HPVs are double-stranded DNA viruses that are transmitted through sexual contact. As many as 50% of sexually active individuals acquire HPV during their lifetime, although it results in disease in only a minority of them. Nearly 120 HPV types have been identified and 70% to 80% have been sequenced and classified.

Although most health care providers are aware of the morbidity and mortality of HPV infection in women, there is less knowledge regarding the burden of HPV-related disease in men. Recent supplements published in Infectious Disease in Children, the Journal of Adolescent Heath and Gynecologic Oncology raise awareness for both health care providers and the public regarding the prevalence of HPV infection and disease in males. The articles also draw attention to the sexual health needs of adolescent males. A review of studies in which multiple anatomic sites or specimens were evaluated showed that up to 72.9% of men are infected with HPV. In the developed world, the number of HPV-related cancers in men is similar to that of cervical cancer in women. In the United States, when the estimated numbers of HPV-related cancers (oral/oropharyngeal, laryngeal, anal/rectal, and penile) are added, the sum is 10,968 cases (2008 estimates) and equals the 11,000 cases of cervical cancers that occur each year in women. Additionally, HPV infection in men may lead to genital warts, with an estimated 500,000 new cases diagnosed in the United States each year.

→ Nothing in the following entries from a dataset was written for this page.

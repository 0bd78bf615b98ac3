pub use crate::client::{
    ClientError, CorporationCheck, CorporationChecker, ExceptionReporter, SubmissionClient,
};
pub use crate::config::{FieldKind, FormConfig, Grid};
pub use crate::form::{
    FieldLens, FieldStatus, FormModel, FormOptions, SubmitOutcome, SubmitState, ValidationMode,
};
pub use crate::i18n::{I18nManager, Locale, Translate};
pub use crate::mask::{Mask, MaskPreset, MaskRegistry};
pub use crate::onboarding::{
    AriaRole, FieldView, FormAlert, OnboardingForm, OnboardingFormError, OnboardingServices,
};
pub use crate::schema::{OnboardingError, OnboardingField, OnboardingRecord};
pub use crate::session::ValidationSession;
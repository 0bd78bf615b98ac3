use super::MaskPreset;

pub const PHONE: &str = "phone";
pub const CREDIT_CARD: &str = "creditCard";
pub const POSTAL_CODE: &str = "postalCode";
pub const DATE: &str = "date";

const PHONE_DIGITS: usize = 11;
const CARD_DIGITS: usize = 16;
const POSTAL_CHARS: usize = 6;
const DATE_DIGITS: usize = 8;

fn digits(input: &str, cap: usize) -> String {
    input.chars().filter(char::is_ascii_digit).take(cap).collect()
}

/// Canadian phone number, `+1 (306) 277-6103`. Raw values keep the leading `+`.
pub fn phone_preset() -> MaskPreset {
    MaskPreset::new(format_phone, parse_phone)
        .placeholder("+1 (555) 555-5555")
        .max_length(17)
        .max_raw_length(PHONE_DIGITS)
}

fn format_phone(raw: &str) -> String {
    let digits = digits(raw, PHONE_DIGITS);
    let len = digits.len();
    match len {
        0 => String::new(),
        1 => format!("+{digits}"),
        2..=4 => format!("+{} ({}", &digits[..1], &digits[1..]),
        5..=7 => format!("+{} ({}) {}", &digits[..1], &digits[1..4], &digits[4..]),
        _ => format!(
            "+{} ({}) {}-{}",
            &digits[..1],
            &digits[1..4],
            &digits[4..7],
            &digits[7..]
        ),
    }
}

fn parse_phone(display: &str) -> String {
    let digits = digits(display, PHONE_DIGITS);
    if digits.is_empty() {
        digits
    } else {
        format!("+{digits}")
    }
}

pub fn credit_card_preset() -> MaskPreset {
    MaskPreset::new(format_credit_card, |display| digits(display, CARD_DIGITS))
        .placeholder("0000 0000 0000 0000")
        .max_length(19)
        .max_raw_length(CARD_DIGITS)
}

fn format_credit_card(raw: &str) -> String {
    let digits = digits(raw, CARD_DIGITS);
    digits
        .as_bytes()
        .chunks(4)
        .filter_map(|chunk| std::str::from_utf8(chunk).ok())
        .collect::<Vec<_>>()
        .join(" ")
}

/// Canadian postal code, `A1A 1A1`.
pub fn postal_code_preset() -> MaskPreset {
    MaskPreset::new(format_postal_code, parse_postal_code)
        .placeholder("A1A 1A1")
        .max_length(7)
        .max_raw_length(POSTAL_CHARS)
}

fn parse_postal_code(display: &str) -> String {
    display
        .chars()
        .filter(char::is_ascii_alphanumeric)
        .map(|ch| ch.to_ascii_uppercase())
        .take(POSTAL_CHARS)
        .collect()
}

fn format_postal_code(raw: &str) -> String {
    let cleaned = parse_postal_code(raw);
    if cleaned.len() > 3 {
        format!("{} {}", &cleaned[..3], &cleaned[3..])
    } else {
        cleaned
    }
}

/// `MM/DD/YYYY`.
pub fn date_preset() -> MaskPreset {
    MaskPreset::new(format_date, |display| digits(display, DATE_DIGITS))
        .placeholder("MM/DD/YYYY")
        .max_length(10)
        .max_raw_length(DATE_DIGITS)
}

fn format_date(raw: &str) -> String {
    let digits = digits(raw, DATE_DIGITS);
    match digits.len() {
        0..=2 => digits,
        3..=4 => format!("{}/{}", &digits[..2], &digits[2..]),
        _ => format!("{}/{}/{}", &digits[..2], &digits[2..4], &digits[4..]),
    }
}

Recent data have also shown that the incidence of HPV-related cancers in men is increasing.

For example, in the United States, the incidence of oropharyngeal squamous cell carcinoma increased by 22% between 1999 and 2006, after showing no change between 1975 and 1999. The United Kingdom saw a 51% increase in oral and oropharyngeal squamous cell carcinoma in men between 1989 and 2006. The increase seems to be accounted for by a rise in HPV-related oropharyngeal carcinoma. HPV-related oropharyngeal carcinoma has been reported in 60% to 80% of recent oropharyngeal biopsy samples in studies conducted in the United States compared with 40% in the previous decade.

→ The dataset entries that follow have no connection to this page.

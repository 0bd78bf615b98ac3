use std::error::Error;
use std::fmt::Write as _;
use std::fs;
use std::path::{Path, PathBuf};

const DEFAULT_LOCALE: &str = "en";
const LOCALES_DIR: &str = "locales";

fn main() -> Result<(), Box<dyn Error>> {
    println!("cargo:rerun-if-changed={LOCALES_DIR}");

    let mut catalogs = Vec::new();
    let mut paths = fs::read_dir(LOCALES_DIR)?
        .filter_map(|entry| entry.ok().map(|entry| entry.path()))
        .filter(|path| path.extension().is_some_and(|ext| ext == "toml"))
        .collect::<Vec<PathBuf>>();
    paths.sort();

    for path in paths {
        println!("cargo:rerun-if-changed={}", path.display());
        let Some(locale) = path.file_stem().and_then(|stem| stem.to_str()) else {
            continue;
        };
        let table = fs::read_to_string(&path)?.parse::<toml::Table>()?;
        let mut entries = Vec::new();
        flatten("", &table, &mut entries, &path)?;
        entries.sort();
        catalogs.push((locale.to_string(), entries));
    }

    let mut out = String::new();
    writeln!(out, "pub const DEFAULT_LOCALE: &str = {DEFAULT_LOCALE:?};")?;
    writeln!(out, "pub static LOCALES: &[(&str, &[(&str, &str)])] = &[")?;
    for (locale, entries) in &catalogs {
        writeln!(out, "    ({locale:?}, &[")?;
        for (key, value) in entries {
            writeln!(out, "        ({key:?}, {value:?}),")?;
        }
        writeln!(out, "    ]),")?;
    }
    writeln!(out, "];")?;

    let out_dir = PathBuf::from(std::env::var("OUT_DIR")?);
    fs::write(out_dir.join("onboarding_i18n_generated.rs"), out)?;
    Ok(())
}

fn flatten(
    prefix: &str,
    table: &toml::Table,
    entries: &mut Vec<(String, String)>,
    source: &Path,
) -> Result<(), Box<dyn Error>> {
    for (key, value) in table {
        let full_key = if prefix.is_empty() {
            key.clone()
        } else {
            format!("{prefix}.{key}")
        };
        match value {
            toml::Value::String(text) => entries.push((full_key, text.clone())),
            toml::Value::Table(nested) => flatten(&full_key, nested, entries, source)?,
            other => {
                return Err(format!(
                    "{}: `{full_key}` must be a string or table, found {}",
                    source.display(),
                    other.type_str()
                )
                .into());
            }
        }
    }
    Ok(())
}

Similarly, the incidence of HPV-related anal cancers is also increasing. In the United States, the incidence increased from 0.5 per 100,000 in 1974 to 1.3 per 100,000 in 2004 and was the most commonly diagnosed anogenital HPV-associated cancer in men in 2007. Among men who have sex with men, the incidence of anal cancer is estimated to be as high as that of cervical cancer in the general population of women in the United States before the introduction of cervical cytology screening. HPV infection in men may also increase the risk of acquiring HIV infection.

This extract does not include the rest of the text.